After the second reassembly, the action was very good indeed – smooth, light, precise and creamy. Interestingly, the hammer was no longer rubbing on the left frame half, even though I hadn’t installed a spacer. Oh well, that’s one less thing to worry about. It was then time to try CO2 in the pistol. This 44 didn’t come with a plastic CO2 cover, so when spraying the pistol, I also sprayed a few CO2 cartridges black just to make them look a little less obtrusive.
Time for the moment of truth – I inserted a new CO2 and…
No leak! Even better, the 44 now shoots very nicely indeed. The single action only trigger is beautiful and the pistol is satisfyingly loud and reasonably powerful.
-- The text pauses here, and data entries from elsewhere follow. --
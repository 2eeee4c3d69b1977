// Copyright 2025 the Canopy Authors
// SPDX-License-Identifier: Apache-2.0 OR MIT

//! Canopy View 2D: camera and viewport primitives for an infinite canvas.
//!
//! This crate provides a small, headless model of a pannable/zoomable view
//! over an unbounded world plane. It focuses on:
//! - Camera state (pan + uniform zoom, clamped to a fixed range).
//! - Coordinate conversion between world space and screen/device space.
//! - Visible-region and cull-margin helpers for per-frame widget culling.
//! - Zoom quantization ([`ZoomBucket`]) used as part of raster cache keys.
//!
//! It does **not** own any widget collection or rendering backend. Callers
//! are expected to:
//! - Maintain their own widget list or scene.
//! - Use [`Camera`] to derive transforms and visible-region bounds.
//! - Wire pointer gestures into pan/zoom operations at a higher layer
//!   (`canopy_runtime` does this for the full engine).
//!
//! ## Minimal example
//!
//! ```rust
//! use kurbo::Point;
//! use canopy_view2d::Camera;
//!
//! let mut camera = Camera::new();
//! camera.set_centered_viewport(800.0, 600.0);
//!
//! // The world origin now sits at the viewport center.
//! let center = camera.world_to_screen(Point::ZERO);
//! assert_eq!(center, Point::new(400.0, 300.0));
//!
//! // Zoom in around the center; the anchored point stays put.
//! camera.zoom_about(center, 2.0);
//! assert_eq!(camera.world_to_screen(Point::ZERO), center);
//! ```
//!
//! ## Design notes
//!
//! - The camera is axis-aligned with a **uniform** zoom factor; rotation is
//!   intentionally left out.
//! - Panning operates in screen space: dragging by one screen pixel always
//!   moves the camera by one screen pixel regardless of zoom.
//! - All inputs are finite numbers by contract of callers; there are no
//!   error states.
//!
//! This crate is `no_std`.

#![no_std]

mod bucket;
mod camera;

pub use bucket::ZoomBucket;
pub use camera::{Camera, CameraDebugInfo, MAX_ZOOM, MIN_ZOOM};
// Copyright 2025 the Canopy Authors
// SPDX-License-Identifier: Apache-2.0 OR MIT

//! Canopy Runtime: the viewport of the infinite-canvas engine.
//!
//! [`ViewportRuntime`] owns the camera, the z-ordered widget list, the
//! snapshot cache ([`canopy_raster::RasterManager`]), and the per-frame
//! loop. The host shell feeds it pointer events and a frame callback; the
//! runtime does the rest:
//!
//! - **Gesture arbitration** ([`GestureArbiter`]): every pointer stream is
//!   exclusively owned by the camera (pan/pinch), by an interaction that
//!   claimed it through a registered [`InputHandler`], or parked as ignored.
//!   Interaction wins claims, pinch is two pointers exactly, and released
//!   sets reconcile to idle rather than back to camera.
//! - **Input dispatch**: handlers are consulted in priority order (ties
//!   broken toward the most recent registration) and the first to report
//!   handled claims the pointer.
//! - **Frame loop** ([`ViewportRuntime::render_frame`]): focus animation,
//!   background grid, render layers, widgets culled against the visible
//!   world rectangle inflated by a zoom-compensated margin, one snapshot
//!   build job per frame, then overlays. A culled widget receives neither
//!   `update` nor `draw`.
//!
//! The runtime is headless: the host supplies the drawing
//! [`canopy_imaging::Surface`], a monotonic clock (`now_ms`), and measured
//! frame deltas.
//!
//! ```rust
//! use canopy_imaging::{CpuFactory, CpuSurface};
//! use canopy_runtime::ViewportRuntime;
//!
//! let mut runtime = ViewportRuntime::new(800.0, 600.0, 1.0, Box::new(CpuFactory))?;
//! let mut surface = CpuSurface::new(800, 600)?;
//! runtime.render_frame(&mut surface, 0, 0.0);
//! # Ok::<(), Box<dyn core::error::Error>>(())
//! ```
//!
//! This crate is `no_std`.

#![no_std]

extern crate alloc;

mod gesture;
mod input;
mod layers;
mod pointer;
mod runtime;

pub use gesture::{GestureArbiter, GestureEffect, PointerRole};
pub use input::{InputHandler, InputResponse};
pub use layers::{RenderLayer, RenderPhase};
pub use pointer::{PointerEvent, PointerId, PointerKind, PointerPhase};
pub use runtime::{
    CameraListener, FocusOptions, RemovalReason, RuntimeError, ViewportRuntime,
    WidgetRemovedListener,
};
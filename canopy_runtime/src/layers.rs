// Copyright 2025 the Canopy Authors
// SPDX-License-Identifier: Apache-2.0 OR MIT

use canopy_imaging::Surface;
use canopy_scene::RenderContext;
use canopy_view2d::Camera;

/// Where a render layer runs relative to the widget pass.
#[derive(Copy, Clone, Debug, PartialEq, Eq)]
pub enum RenderPhase {
    /// Between the background grid and the widgets (section frames,
    /// connection lines).
    BeforeWidgets,
    /// After the widgets but before overlays (selection chrome).
    AfterWidgets,
}

/// A full-frame draw pass composited around the widget list.
///
/// Layers draw in screen space and receive the same context as widgets.
/// Overlay layers (registered separately) run last and are intended for
/// transient chrome such as marquee rectangles and cursors; they are never
/// baked into any cache.
pub trait RenderLayer {
    /// Per-frame update with measured delta time in seconds. Layers that
    /// own deferred work (for example a tile drain) advance one unit of it
    /// here.
    fn update(&mut self, dt: f64) {
        let _ = dt;
    }

    /// Draws the layer.
    fn draw(&mut self, surface: &mut dyn Surface, camera: &Camera, ctx: &RenderContext);
}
It isn’t especially accurate despite having a rifled barrel, but the lack of a decent rear sight makes it less of a problem than it might otherwise be. Overall I’m very happy with the way that my 44 shoots and it doesn’t look too bad now either.
Final thoughts? It was much harder to get a decent finish on this pistol than I had expected though the cold blueing solution worked better than I expected. Breaking the firing pin was stupid and entirely my fault – some care is required when working on this part. Internally, the metal parts of the gun showed few signs of wear at all, despite the pistol being more than 40 years old. Internally the 44 Peacemaker is pretty simple and requires no special tools to disassemble.
And with some of my other Colt SAA replicas…
The refurbished and fully operational 44 Peacemaker is at bottom right. At top left is a Crosman Peacemaker 44 in .177” fitted with rosewood grips and top right and bottom left are a couple of gas powered, 6mm Tanaka SAA replicas.
Thanks to World of Replica Air Pistols reader Sidney Shaw who sent me details of a good way to cover up the CO2 cartridge if you don’t have the plastic cover (and on lots of these replicas, this is missing) and yo don’t want to paint the CO2 cartridge. You can buy packs of 50 tubular, black battery covers intended to be used to be heat-shrunk on to batteries. Now, just to be clear, it’s best not to shrink these in place, because the heat involved may cause the CO2 cartridge to explode, but fortunately they fit pretty well without shrinking.
Here you can see Sidney’s SA6 with one of these covers in place.
The order code for these covers is 18650 and you can find them here: www.fasttech.com/p/4436901
At less than $2 for 50, these are a great way to cover up that CO2 cartridge.